26.05.2022

„Wildpferd“ ist jetzt Leuchtfeuer-Träger

Marburg

Gleichermaßen ernst wie humorvoll ging es in der Synagoge zu, als die Stadt Marburg und die Humanistische Union Amnon Orbach für sein Wirken auszeichneten.

„Amnon Orbach ist ein leuchtendes Beispiel dafür, wieviel ein einzelner Mensch erreichen kann“, sagte Daniel Neumann in einer Laudatio, die Marburgs ehemaliger Oberbürgermeister Egon Vaupel anschließend als „herausragend und treffend“ bezeichnete. Der Direktor des Landesverbandes der Jüdischen Gemeinden in Hessen blickt auf fast 20 Jahre zurück, in denen er mit dem neuen Träger des „Marburger Leuchtfeuer“ zu tun hatte.
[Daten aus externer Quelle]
//! Common test utilities for the flow tests
//!
//! Mocks for the host collaborators: a manifest source that counts reads and
//! can change its answer between calls, a restart requester that records
//! calls, and an entry lookup with a fixed answer.

#![allow(dead_code)]

use async_trait::async_trait;
use dcf_config_entries::{ConfigEntry, ConfigEntryState};
use dcf_core::DOMAIN;
use dcf_flow::{EntryLookup, IntegrationManifest, ManifestError, ManifestSource, RestartRequester};
use dcf_service_registry::ServiceError;
use serde_json::json;
use std::collections::HashMap;
use std::path::PathBuf;
use std::sync::atomic::{AtomicUsize, Ordering};
use std::sync::{Arc, Mutex};

pub fn manifest(dependencies: &[&str]) -> IntegrationManifest {
    IntegrationManifest {
        domain: "default_config".to_string(),
        name: "Default Config".to_string(),
        integration_type: Some("system".to_string()),
        documentation: None,
        codeowners: vec![],
        dependencies: dependencies.iter().map(|d| d.to_string()).collect(),
        after_dependencies: vec![],
        quality_scale: None,
    }
}

/// Manifest source returning a queue of answers, repeating the last one
pub struct MockManifestSource {
    answers: Mutex<Vec<IntegrationManifest>>,
    reads: AtomicUsize,
    fail: bool,
}

impl MockManifestSource {
    pub fn new(dependencies: &[&str]) -> Arc<Self> {
        Self::sequence(vec![manifest(dependencies)])
    }

    pub fn sequence(answers: Vec<IntegrationManifest>) -> Arc<Self> {
        Arc::new(Self {
            answers: Mutex::new(answers),
            reads: AtomicUsize::new(0),
            fail: false,
        })
    }

    pub fn failing() -> Arc<Self> {
        Arc::new(Self {
            answers: Mutex::new(vec![]),
            reads: AtomicUsize::new(0),
            fail: true,
        })
    }

    pub fn reads(&self) -> usize {
        self.reads.load(Ordering::SeqCst)
    }
}

#[async_trait]
impl ManifestSource for MockManifestSource {
    async fn original_manifest(&self) -> Result<IntegrationManifest, ManifestError> {
        self.reads.fetch_add(1, Ordering::SeqCst);
        if self.fail {
            return Err(ManifestError::Read {
                path: PathBuf::from("default_config/manifest.json"),
                source: std::io::Error::new(std::io::ErrorKind::NotFound, "missing"),
            });
        }

        let mut answers = self.answers.lock().unwrap();
        if answers.len() > 1 {
            Ok(answers.remove(0))
        } else {
            Ok(answers[0].clone())
        }
    }
}

/// Restart requester that counts calls
#[derive(Default)]
pub struct RecordingRestart {
    calls: AtomicUsize,
    fail: bool,
}

impl RecordingRestart {
    pub fn new() -> Arc<Self> {
        Arc::new(Self::default())
    }

    pub fn failing() -> Arc<Self> {
        Arc::new(Self {
            calls: AtomicUsize::new(0),
            fail: true,
        })
    }

    pub fn calls(&self) -> usize {
        self.calls.load(Ordering::SeqCst)
    }
}

#[async_trait]
impl RestartRequester for RecordingRestart {
    async fn request_restart(&self) -> Result<(), ServiceError> {
        self.calls.fetch_add(1, Ordering::SeqCst);
        if self.fail {
            Err(ServiceError::CallFailed("restart refused".to_string()))
        } else {
            Ok(())
        }
    }
}

/// Entry lookup with a fixed answer
pub struct FixedLookup(pub bool);

impl FixedLookup {
    pub fn configured() -> Arc<Self> {
        Arc::new(Self(true))
    }

    pub fn empty() -> Arc<Self> {
        Arc::new(Self(false))
    }
}

impl EntryLookup for FixedLookup {
    fn is_configured(&self, _domain: &str, _unique_id: &str) -> bool {
        self.0
    }
}

/// A filter entry in the given state with the given options
pub fn filter_entry(state: ConfigEntryState, options: serde_json::Value) -> ConfigEntry {
    let options: HashMap<String, serde_json::Value> =
        serde_json::from_value(options).unwrap_or_default();
    let mut entry = ConfigEntry::new(DOMAIN, "Default Config Override")
        .with_unique_id(DOMAIN)
        .with_options(options);
    entry.state = state;
    entry
}

pub fn loaded_entry(options: serde_json::Value) -> ConfigEntry {
    filter_entry(ConfigEntryState::Loaded, options)
}

pub fn no_options() -> serde_json::Value {
    json!({})
}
„Ich fand Dich eigentlich immer ganz nett – etwas streitlustig vielleicht“, kommentierte er, stellte aber gleichzeitig die Durchsetzungskraft und Beharrlichkeit heraus, die Orbach auszeichneten – insbesondere bei den Planungen der Synagoge, die im Jahr 2005 eingeweiht wurde. Der Weg dahin sei ein „wilder Ritt“ gewesen. Neumann bezeichnete den Marburger als „Wildpferd“, das mit Unterstützung weiterer „kraftvoller Pferde im Stall“ wie Monika Bunk, einfach losgaloppiert sei, um den Traum von einer Synagoge Wirklichkeit werden zu lassen. „Und wir vom Landesverband waren die Cowboys, die darum kämpften, nicht abgeworfen zu werden.“ Insgesamt habe sich dieser Ritt aber gelohnt, stellte er mit Blick auf die Synagoge, in der die Überreichung des Leuchtfeuers stattfand, heraus.

Doch Neumann widmete sich nicht nur dem Engagement für das Bauwerk, sondern auch für die Menschen insgesamt: „Die Welt als Partner Gottes zu reparieren steht für Dich über allem. (...) Das Ringen mit Gott, das Ringen mit Menschen zeichnet Dich aus.“ Orbach habe einen Kompass entwickelt, der stets in Richtung Menschlichkeit, Offenheit und Toleranz zeige. Er schütte Gräben zu und führe die Menschen zusammen – und überwinde dabei im Notfall mit seinem „Dickkopf“ auch Wände.

Egon Vaupel stellte als Mitglied der Jury heraus, warum die Stadt und die Humanistische Union Marburg den Gründer und Ehrenvorsitzenden der Jüdischen Gemeinde und Ehrenbürger Marburgs mit dem Leuchtfeuer auszeichnete. Dabei erinnerte auch er sich an den Bau der Synagoge zurück. Damals habe das Geld gefehlt, aber Orbach wollte mit ihm das Beleuchtungssystem planen. Auf einmal habe dieser gesagt: „Gehen wir doch zu Probst Wöllenstein und sagen ihm, die evangelische Kirche könnte uns die Erleuchtung bringen.“

Polina Solovej, die Vorsitzende der Jüdischen Gemeinde Marburg, hob hervor, dass die Synagoge mehr als ein Gotteshaus sei: „Sie ist ein Zuhause.“ Franz-Josef Hanke, der Marburger Regionalvorsitzende der Humanistischen Union ergänzte: „Diese Haus atmet seinen Geist.“ Er lobte aber auch Orbachs Ehefrau Hannelore, die ihren Mann stets unterstütze. „Liebe ist sein Motor“, sagte Bürgermeisterin Nadine Bernshausen: „Wer ihn kennt, weiß, wie seine Augen leuchten, wenn er über Israel spricht – oder über seine Frau Hannelore.“ Sie bezeichnete den Geehrten als „leuchtenden Stern“ und als Glücksfall für Marburg und erinnerte an eine weltweit einzigartige Aktion, als unter anderem Bilal El-Zayat, der Vorsitzende der islamischen Gemeinde, an der Vollendung der Tora mitwirkte.

Jury-Mitglied Jochen Schäfer sorgte für die musikalische Untermalung der Festveranstaltung. Er trug auch die Leuchtfeuerhymne vor. Bei einem Lied bekam er Unterstützung von Susanne Lohmiller als Sängerin.